> [GOAL OF THE EXERCISE]: Please output exactly the part of the records below that opens with the line containing "filename crates/server/src/investments.rs" and closes with the line containing "fn view(investment: engine::Investment)", both lines included, and nothing else.

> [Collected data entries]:
────────────────────

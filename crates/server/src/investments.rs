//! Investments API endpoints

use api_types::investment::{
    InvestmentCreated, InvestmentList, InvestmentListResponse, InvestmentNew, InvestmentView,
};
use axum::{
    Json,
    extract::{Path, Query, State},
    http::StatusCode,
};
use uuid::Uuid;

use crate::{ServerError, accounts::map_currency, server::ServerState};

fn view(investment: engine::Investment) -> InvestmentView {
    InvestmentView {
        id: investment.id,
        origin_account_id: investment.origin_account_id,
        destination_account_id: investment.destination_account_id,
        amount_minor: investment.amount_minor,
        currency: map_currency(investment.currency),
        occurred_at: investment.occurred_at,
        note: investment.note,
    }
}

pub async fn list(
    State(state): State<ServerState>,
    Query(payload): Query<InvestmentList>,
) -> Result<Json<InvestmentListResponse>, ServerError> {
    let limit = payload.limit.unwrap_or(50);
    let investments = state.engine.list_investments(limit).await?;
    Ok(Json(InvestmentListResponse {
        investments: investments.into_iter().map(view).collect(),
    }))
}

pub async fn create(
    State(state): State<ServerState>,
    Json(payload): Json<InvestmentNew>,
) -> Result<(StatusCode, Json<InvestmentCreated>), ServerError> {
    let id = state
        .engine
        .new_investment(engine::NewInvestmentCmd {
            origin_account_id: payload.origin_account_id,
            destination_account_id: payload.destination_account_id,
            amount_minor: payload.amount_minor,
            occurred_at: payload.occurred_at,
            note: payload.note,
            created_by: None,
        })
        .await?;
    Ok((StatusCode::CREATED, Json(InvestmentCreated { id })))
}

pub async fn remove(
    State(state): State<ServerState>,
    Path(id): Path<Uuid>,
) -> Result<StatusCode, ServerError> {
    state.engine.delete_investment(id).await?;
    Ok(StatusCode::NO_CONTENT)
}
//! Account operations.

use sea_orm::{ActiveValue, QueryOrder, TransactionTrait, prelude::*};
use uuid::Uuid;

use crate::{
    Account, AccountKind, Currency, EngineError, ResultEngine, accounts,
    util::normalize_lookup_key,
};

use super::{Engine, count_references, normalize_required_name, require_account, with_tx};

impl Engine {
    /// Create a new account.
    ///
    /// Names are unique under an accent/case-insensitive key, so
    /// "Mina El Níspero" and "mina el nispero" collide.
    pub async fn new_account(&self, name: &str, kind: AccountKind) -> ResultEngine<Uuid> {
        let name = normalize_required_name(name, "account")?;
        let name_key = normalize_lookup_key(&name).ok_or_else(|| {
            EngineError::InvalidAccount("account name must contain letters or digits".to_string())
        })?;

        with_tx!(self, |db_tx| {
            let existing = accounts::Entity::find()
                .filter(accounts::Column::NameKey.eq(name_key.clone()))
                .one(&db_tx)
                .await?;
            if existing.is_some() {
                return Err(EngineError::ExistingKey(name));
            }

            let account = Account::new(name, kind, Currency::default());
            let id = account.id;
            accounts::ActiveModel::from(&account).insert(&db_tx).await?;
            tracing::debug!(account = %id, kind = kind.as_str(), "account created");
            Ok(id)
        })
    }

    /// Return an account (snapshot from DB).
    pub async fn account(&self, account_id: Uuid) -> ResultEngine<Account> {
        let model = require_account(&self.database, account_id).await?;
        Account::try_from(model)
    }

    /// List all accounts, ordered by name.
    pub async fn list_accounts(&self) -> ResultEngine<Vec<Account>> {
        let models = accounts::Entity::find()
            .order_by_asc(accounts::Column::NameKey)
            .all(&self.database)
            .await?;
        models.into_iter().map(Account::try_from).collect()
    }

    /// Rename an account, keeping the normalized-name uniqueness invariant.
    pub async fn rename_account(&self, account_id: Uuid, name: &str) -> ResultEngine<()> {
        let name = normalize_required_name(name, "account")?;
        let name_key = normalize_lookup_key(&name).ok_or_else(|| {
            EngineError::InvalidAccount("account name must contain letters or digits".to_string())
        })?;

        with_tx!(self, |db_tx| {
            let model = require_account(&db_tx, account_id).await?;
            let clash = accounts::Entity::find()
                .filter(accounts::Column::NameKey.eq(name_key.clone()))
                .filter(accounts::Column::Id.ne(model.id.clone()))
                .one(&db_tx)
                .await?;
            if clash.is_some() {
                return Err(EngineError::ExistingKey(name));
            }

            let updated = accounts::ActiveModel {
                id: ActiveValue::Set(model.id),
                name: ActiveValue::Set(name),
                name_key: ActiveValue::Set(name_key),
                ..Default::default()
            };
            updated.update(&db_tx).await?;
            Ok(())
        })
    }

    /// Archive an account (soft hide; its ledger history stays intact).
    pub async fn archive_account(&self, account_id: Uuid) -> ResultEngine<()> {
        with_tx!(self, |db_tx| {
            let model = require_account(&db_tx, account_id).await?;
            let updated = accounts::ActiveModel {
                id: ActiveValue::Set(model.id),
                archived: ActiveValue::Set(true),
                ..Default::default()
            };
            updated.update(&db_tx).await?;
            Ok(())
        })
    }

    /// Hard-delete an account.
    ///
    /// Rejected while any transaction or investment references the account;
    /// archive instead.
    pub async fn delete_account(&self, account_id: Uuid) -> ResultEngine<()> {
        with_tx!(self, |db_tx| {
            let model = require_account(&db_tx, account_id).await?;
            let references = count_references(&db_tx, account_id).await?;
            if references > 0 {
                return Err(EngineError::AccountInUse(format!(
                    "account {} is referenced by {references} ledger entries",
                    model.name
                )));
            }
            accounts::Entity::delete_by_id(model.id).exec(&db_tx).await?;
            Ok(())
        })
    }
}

────────────────────

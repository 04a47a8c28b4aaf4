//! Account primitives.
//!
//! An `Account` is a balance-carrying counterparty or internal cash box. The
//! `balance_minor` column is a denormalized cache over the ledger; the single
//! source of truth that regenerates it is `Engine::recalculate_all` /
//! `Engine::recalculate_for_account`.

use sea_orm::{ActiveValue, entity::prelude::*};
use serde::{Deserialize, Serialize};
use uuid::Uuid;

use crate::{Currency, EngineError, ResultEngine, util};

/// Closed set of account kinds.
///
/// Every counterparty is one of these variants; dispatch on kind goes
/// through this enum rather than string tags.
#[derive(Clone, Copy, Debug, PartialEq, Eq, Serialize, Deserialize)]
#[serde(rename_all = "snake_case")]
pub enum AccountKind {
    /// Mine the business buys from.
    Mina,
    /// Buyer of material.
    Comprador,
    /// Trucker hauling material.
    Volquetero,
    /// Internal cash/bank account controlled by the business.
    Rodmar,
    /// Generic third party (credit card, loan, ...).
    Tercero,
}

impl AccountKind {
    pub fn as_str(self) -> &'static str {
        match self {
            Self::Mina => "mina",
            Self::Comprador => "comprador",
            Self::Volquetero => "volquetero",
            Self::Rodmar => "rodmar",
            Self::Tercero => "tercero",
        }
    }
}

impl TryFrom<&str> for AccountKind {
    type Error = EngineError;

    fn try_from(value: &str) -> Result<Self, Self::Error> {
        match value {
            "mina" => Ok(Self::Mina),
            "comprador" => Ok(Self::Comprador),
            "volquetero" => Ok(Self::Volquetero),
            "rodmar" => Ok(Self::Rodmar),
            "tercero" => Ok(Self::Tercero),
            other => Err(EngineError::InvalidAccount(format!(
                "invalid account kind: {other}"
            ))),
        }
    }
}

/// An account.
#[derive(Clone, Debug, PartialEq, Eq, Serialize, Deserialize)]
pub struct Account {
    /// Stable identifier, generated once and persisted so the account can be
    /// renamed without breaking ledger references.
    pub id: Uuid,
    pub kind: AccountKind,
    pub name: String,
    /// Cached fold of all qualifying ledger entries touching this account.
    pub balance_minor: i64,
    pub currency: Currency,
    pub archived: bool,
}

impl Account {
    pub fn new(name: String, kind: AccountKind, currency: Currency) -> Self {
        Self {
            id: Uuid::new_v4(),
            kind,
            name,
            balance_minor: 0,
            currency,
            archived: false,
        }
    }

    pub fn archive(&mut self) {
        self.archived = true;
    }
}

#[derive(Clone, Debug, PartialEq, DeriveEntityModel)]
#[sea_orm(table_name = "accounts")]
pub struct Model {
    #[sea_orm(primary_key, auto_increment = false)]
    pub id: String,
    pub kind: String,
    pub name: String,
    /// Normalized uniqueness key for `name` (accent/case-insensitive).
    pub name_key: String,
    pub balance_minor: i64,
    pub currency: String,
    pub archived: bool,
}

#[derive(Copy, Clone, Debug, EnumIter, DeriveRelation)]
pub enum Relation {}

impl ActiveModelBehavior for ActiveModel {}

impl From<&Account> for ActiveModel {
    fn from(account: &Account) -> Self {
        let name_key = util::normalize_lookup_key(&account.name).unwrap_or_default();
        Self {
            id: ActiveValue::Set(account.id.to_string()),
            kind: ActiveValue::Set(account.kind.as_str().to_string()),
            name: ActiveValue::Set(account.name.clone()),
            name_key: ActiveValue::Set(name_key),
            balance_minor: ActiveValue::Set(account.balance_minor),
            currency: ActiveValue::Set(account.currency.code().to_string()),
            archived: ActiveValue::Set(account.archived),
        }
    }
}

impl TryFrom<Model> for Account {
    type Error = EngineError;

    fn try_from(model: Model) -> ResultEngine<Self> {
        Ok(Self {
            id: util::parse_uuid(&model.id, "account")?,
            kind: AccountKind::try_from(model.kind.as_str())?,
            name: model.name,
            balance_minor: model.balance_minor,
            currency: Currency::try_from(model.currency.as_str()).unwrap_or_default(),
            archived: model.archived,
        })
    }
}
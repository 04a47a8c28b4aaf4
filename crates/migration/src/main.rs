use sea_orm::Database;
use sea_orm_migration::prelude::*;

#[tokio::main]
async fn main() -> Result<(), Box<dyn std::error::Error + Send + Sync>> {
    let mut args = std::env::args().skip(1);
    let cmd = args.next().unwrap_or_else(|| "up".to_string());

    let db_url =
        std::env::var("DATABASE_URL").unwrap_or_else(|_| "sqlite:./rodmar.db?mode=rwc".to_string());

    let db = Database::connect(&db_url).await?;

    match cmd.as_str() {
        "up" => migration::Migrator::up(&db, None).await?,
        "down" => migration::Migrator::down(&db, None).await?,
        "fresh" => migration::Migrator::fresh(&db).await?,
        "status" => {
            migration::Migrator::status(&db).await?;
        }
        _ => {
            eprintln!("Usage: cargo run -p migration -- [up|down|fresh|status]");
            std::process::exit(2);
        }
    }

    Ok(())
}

────────────────────

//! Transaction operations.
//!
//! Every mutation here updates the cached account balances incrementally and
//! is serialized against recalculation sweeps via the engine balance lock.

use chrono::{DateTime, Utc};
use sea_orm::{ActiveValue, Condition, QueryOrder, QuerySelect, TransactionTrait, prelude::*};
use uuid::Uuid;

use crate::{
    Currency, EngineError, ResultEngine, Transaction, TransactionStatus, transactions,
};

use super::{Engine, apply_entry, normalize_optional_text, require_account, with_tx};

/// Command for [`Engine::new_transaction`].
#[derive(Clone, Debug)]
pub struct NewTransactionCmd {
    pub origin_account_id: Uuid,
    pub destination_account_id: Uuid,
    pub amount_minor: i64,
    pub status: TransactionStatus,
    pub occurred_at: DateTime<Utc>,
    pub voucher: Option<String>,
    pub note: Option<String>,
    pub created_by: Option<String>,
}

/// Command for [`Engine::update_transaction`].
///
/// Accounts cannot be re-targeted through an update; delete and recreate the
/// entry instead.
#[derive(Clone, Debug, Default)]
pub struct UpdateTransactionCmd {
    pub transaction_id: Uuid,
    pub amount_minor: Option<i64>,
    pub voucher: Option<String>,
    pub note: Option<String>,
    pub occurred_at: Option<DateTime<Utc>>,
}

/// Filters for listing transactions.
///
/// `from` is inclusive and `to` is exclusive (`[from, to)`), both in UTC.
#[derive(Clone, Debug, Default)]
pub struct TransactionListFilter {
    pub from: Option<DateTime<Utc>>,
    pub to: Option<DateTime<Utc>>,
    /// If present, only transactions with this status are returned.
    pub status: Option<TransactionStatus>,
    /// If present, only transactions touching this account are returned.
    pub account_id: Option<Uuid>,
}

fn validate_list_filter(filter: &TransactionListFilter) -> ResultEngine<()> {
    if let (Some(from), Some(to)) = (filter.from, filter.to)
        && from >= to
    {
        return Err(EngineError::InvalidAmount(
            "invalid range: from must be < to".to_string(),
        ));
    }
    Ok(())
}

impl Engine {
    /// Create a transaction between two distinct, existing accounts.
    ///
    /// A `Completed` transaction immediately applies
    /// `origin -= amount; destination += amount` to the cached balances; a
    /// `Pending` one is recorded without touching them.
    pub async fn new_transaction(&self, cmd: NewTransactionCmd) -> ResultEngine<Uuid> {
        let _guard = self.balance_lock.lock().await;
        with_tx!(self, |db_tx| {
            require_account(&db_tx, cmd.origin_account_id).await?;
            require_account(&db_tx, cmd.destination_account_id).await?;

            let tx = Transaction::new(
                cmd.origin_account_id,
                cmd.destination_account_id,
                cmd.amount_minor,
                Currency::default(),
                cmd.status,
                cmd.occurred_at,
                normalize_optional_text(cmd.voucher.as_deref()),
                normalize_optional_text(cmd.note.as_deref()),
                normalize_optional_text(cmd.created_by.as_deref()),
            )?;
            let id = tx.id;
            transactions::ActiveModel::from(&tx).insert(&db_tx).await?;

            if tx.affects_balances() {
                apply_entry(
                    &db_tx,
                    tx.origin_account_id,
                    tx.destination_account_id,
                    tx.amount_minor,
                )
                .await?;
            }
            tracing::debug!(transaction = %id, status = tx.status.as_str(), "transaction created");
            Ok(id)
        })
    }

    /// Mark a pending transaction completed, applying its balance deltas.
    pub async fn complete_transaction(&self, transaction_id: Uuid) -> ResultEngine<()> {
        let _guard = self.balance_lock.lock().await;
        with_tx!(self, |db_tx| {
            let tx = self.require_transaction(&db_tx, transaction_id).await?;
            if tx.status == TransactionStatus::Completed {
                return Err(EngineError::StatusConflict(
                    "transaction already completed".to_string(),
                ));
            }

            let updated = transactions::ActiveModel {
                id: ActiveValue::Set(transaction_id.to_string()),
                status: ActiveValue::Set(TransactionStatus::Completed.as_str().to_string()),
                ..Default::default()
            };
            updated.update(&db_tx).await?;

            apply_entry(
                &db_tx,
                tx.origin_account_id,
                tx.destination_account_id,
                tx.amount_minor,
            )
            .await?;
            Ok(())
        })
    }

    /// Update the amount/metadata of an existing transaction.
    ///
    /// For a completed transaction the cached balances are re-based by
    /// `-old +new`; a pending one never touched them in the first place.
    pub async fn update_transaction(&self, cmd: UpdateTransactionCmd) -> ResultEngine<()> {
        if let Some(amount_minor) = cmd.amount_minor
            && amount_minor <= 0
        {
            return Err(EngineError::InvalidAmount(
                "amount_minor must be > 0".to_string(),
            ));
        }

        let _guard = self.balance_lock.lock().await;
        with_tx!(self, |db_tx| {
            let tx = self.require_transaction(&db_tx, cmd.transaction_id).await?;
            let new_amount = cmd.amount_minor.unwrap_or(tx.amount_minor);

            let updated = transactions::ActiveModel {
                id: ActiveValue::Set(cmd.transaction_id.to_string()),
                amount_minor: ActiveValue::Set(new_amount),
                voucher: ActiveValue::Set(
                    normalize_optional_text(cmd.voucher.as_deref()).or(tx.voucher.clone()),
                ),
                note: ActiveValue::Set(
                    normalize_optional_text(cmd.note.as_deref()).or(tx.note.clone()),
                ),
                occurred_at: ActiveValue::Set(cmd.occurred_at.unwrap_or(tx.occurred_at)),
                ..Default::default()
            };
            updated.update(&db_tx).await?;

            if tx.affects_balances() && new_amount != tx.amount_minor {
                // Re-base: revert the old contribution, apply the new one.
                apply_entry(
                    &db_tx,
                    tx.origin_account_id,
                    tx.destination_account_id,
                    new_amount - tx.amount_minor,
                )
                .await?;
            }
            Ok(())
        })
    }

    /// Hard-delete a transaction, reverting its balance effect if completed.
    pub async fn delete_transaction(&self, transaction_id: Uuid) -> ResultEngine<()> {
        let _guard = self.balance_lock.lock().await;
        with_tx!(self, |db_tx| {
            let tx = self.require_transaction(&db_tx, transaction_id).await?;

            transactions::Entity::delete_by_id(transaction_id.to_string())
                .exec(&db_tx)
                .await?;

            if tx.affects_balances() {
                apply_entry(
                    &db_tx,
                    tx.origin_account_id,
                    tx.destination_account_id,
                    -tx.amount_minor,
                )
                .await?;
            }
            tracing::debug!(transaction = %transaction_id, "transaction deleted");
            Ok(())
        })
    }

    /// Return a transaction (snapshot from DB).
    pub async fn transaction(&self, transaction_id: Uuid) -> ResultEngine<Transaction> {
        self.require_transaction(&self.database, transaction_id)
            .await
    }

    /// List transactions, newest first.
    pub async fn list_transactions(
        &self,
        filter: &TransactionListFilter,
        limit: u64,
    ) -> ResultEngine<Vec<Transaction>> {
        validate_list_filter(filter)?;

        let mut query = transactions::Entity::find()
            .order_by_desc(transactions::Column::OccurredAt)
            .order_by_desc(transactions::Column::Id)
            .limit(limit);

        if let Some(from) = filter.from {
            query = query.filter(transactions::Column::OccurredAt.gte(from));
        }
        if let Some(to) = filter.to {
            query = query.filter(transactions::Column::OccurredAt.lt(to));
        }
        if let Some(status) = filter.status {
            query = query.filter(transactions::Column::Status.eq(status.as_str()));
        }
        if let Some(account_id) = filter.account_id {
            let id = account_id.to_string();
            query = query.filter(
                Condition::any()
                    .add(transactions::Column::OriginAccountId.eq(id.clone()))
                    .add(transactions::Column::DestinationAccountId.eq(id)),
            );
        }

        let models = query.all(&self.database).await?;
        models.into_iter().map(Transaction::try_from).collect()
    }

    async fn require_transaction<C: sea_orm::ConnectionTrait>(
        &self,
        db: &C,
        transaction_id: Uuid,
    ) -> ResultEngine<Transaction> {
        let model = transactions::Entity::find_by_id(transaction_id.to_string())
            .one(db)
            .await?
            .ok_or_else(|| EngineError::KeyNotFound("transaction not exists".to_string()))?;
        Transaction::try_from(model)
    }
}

────────────────────

> [RESULT]:
filename crates/server/src/investments.rs
//! Investments API endpoints

use api_types::investment::{
    InvestmentCreated, InvestmentList, InvestmentListResponse, InvestmentNew, InvestmentView,
};
use axum::{
    Json,
    extract::{Path, Query, State},
    http::StatusCode,
};
use uuid::Uuid;

use crate::{ServerError, accounts::map_currency, server::ServerState};

fn view(investment: engine::Investment) -> InvestmentView {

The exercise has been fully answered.